Dibranchus tremendus
- Conservation status: Least Concern (IUCN 3.1)

Scientific classification
- Kingdom: Animalia
- Phylum: Chordata
- Class: Actinopterygii
- Order: Lophiiformes
- Family: Ogcocephalidae
- Genus: Dibranchus
- Species: D. tremendus
- Binomial name: Dibranchus tremendus Bradbury, 1999
- Synonyms: Dibranchus atlanticus Roule, 1916 (not of Peters, 1876);

= Dibranchus tremendus =

- Authority: Bradbury, 1999
- Conservation status: LC
- Synonyms: Dibranchus atlanticus Roule, 1916 (not of Peters, 1876)

Species of marine ray-finned fish

Dibranchus tremendus is a species of marine ray-finned fish belonging to the family Ogcocephalidae, the deep-sea batfishes. It is found in deep water in the Atlantic Ocean. This species was identified as a different species from Dibranchus atlanticus in 1999. It is the largest species in its genus.

==Taxonomy==
Dibranchus tremendus was first formally described in 1999 by the American ichthyologist Margaret G. Bradbury with its type locality given as the Caribbean Sea at 9°32'N, 76°38'W, Oregon II, station 11239, depth 1463 m. In her paper Bradbury states that Louis Roule illustrated this species, as Dibranchus atlanticus from Cape Verde in 1916. The genus Dibranchus is classified within the "Indo-Pacific clade" of the family Ogcocephalidae. The family Ogcocephalidae is classified in the monotypic suborder Ogcocephaloidei within the order Lophiiformes, the anglerfishes in the 5th edition of Fishes of the World.

==Etymology==
Dibranchus tremendus is classified in the genus Dibranchus, a name which prefixes di, meaning "two", on to branchus, meaning "gills", a reference to only the second and third gill arches having gills, the fourth having no gill filaments. The specific epithet tremendus, means "something to be trembled at", an allusion to the large size and spiny skin of this fish.

==Description==
Dibranchus tremendus has its dorsal spine supported by between 4 and 7 soft rays and its anal fin by 4 soft rays. The tubercles in the skin do not have the radiating rows of spinules that those of D. atlanticus have. The spines of the tubercles are very long and robust, especially on the sides of the caudal peduncle. The lower surface of the disc shaped body is covered in tubercles. The main tubercles of the lower surface of the caudal peduncle are very large and take up the entire lower surface except for a few small tubercles in the middle part between the anus and the base of the anal fin. The overall colour is brown. This species is the largest species in the genus Dibranchus with a maximum published total length of 19.2 cm.

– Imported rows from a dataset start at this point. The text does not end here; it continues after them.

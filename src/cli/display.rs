//! Display utilities for the LeanFocus CLI.
//!
//! This module provides formatted output for:
//! - Command results
//! - Error messages
//! - Status display
//! - The noise library listing

use crate::sound::NoiseLibrary;
use crate::types::{IpcResponse, ResponseData};

// ============================================================================
// Display
// ============================================================================

/// Display utilities for CLI output.
pub struct Display;

impl Display {
    /// Shows the daemon's message and the resulting timer line.
    pub fn show_result(response: &IpcResponse) {
        if !response.message.is_empty() {
            println!("{}", response.message);
        }
        if let Some(line) = response.data.as_ref().map(Self::timer_line) {
            println!("  {}", line);
        }
    }

    /// Shows the current timer status.
    pub fn show_status(response: &IpcResponse) {
        println!("LeanFocus status");
        println!("─────────────────────────────");

        match &response.data {
            Some(data) => println!("{}", Self::timer_line(data)),
            None => println!("The timer is not running"),
        }
    }

    /// Shows the noises found in a library.
    pub fn show_sounds(library: &NoiseLibrary) {
        for key in library.keys() {
            match library.path(key) {
                Some(path) => println!("{:<24} {}", key, path.display()),
                None => println!("{}", key),
            }
        }
    }

    /// Shows an error message.
    pub fn show_error(message: &str) {
        eprintln!("Error: {}", message);
    }

    /// One-line summary such as "Paused (break next)  04:59".
    fn timer_line(data: &ResponseData) -> String {
        let state = data.state.as_deref().unwrap_or("unknown");
        let mut label = match state {
            "working" => "Working".to_string(),
            "on_break" => "On break".to_string(),
            "paused" => "Paused".to_string(),
            "stopped" => "Stopped".to_string(),
            other => other.to_string(),
        };
        if let Some(resume) = data.resume_state.as_deref() {
            let next = if resume == "on_break" { "break" } else { "work" };
            label.push_str(&format!(" ({} next)", next));
        }
        match data.display.as_deref() {
            Some(display) => format!("{:<22}{}", label, display),
            None => label,
        }
    }
}

// ============================================================================
// Tests
// ============================================================================

#[cfg(test)]
mod tests {
    use super::*;

    fn data(state: &str, resume_state: Option<&str>, display: &str) -> ResponseData {
        ResponseData {
            state: Some(state.to_string()),
            remaining_seconds: Some(0),
            resume_state: resume_state.map(str::to_string),
            display: Some(display.to_string()),
        }
    }

    // ------------------------------------------------------------------------
    // Timer Line Tests
    // ------------------------------------------------------------------------

    mod timer_line_tests {
        use super::*;

        #[test]
        fn test_working_line() {
            let line = Display::timer_line(&data("working", None, "24:59"));
            assert!(line.starts_with("Working"));
            assert!(line.ends_with("24:59"));
        }

        #[test]
        fn test_paused_line_names_next_phase() {
            let line = Display::timer_line(&data("paused", Some("on_break"), "04:59"));
            assert!(line.starts_with("Paused (break next)"));

            let line = Display::timer_line(&data("paused", Some("working"), "10:00"));
            assert!(line.starts_with("Paused (work next)"));
        }

        #[test]
        fn test_unknown_state_is_shown_verbatim() {
            let line = Display::timer_line(&ResponseData {
                state: Some("mystery".to_string()),
                ..ResponseData::default()
            });
            assert_eq!(line, "mystery");
        }
    }

    // ------------------------------------------------------------------------
    // Display Output Tests
    // ------------------------------------------------------------------------

    mod display_tests {
        use super::*;

        #[test]
        fn test_show_result() {
            // This test verifies the function doesn't panic
            let response =
                IpcResponse::success("Timer started", Some(data("working", None, "25:00")));
            Display::show_result(&response);
        }

        #[test]
        fn test_show_status_no_data() {
            Display::show_status(&IpcResponse::success("", None));
        }

        #[test]
        fn test_show_sounds() {
            let library = NoiseLibrary::from_entries([("Rain", "/sounds/rain.ogg")]);
            Display::show_sounds(&library);
        }

        #[test]
        fn test_show_error() {
            Display::show_error("Test error message");
        }
    }
}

==Distribution and habitat==
Dibranchus tremendus is found in the Atlantic Ocean. In the western Atlantic it is found in the Caribbean Sea and Gulf of Mexico, it has also been recorded from the Hydrographer Canyon, south of Hudson Canyon, from close to Block Canyon and the Bear Seamount. In the eastern Atlantic it has been recorded in Cape Verde and between the Gulf of Guinea and Namibia. This benthic fish is found at depths between 750 and 3,000 m, typically in excess of 1,000 m.

==Biology==
Dibranchus tremendus, like its congeners, has pelagic eggs and larvae. Deep sea batfishes are sit and wait predators, luring prey with the illicium, the "fishing rod", and esca, the "lure" or "bait", to within striking distance of the large mouth. The fishes in this family are known to feed on small snails, clams, scallops, worms, small crustaceans and occasionally small fishes. Ogcocephalidae fishes do have a luminous esca, as in some other groups of anglerfishes, but also secretes a fluid thought to act as a chemical lure which attracts prey.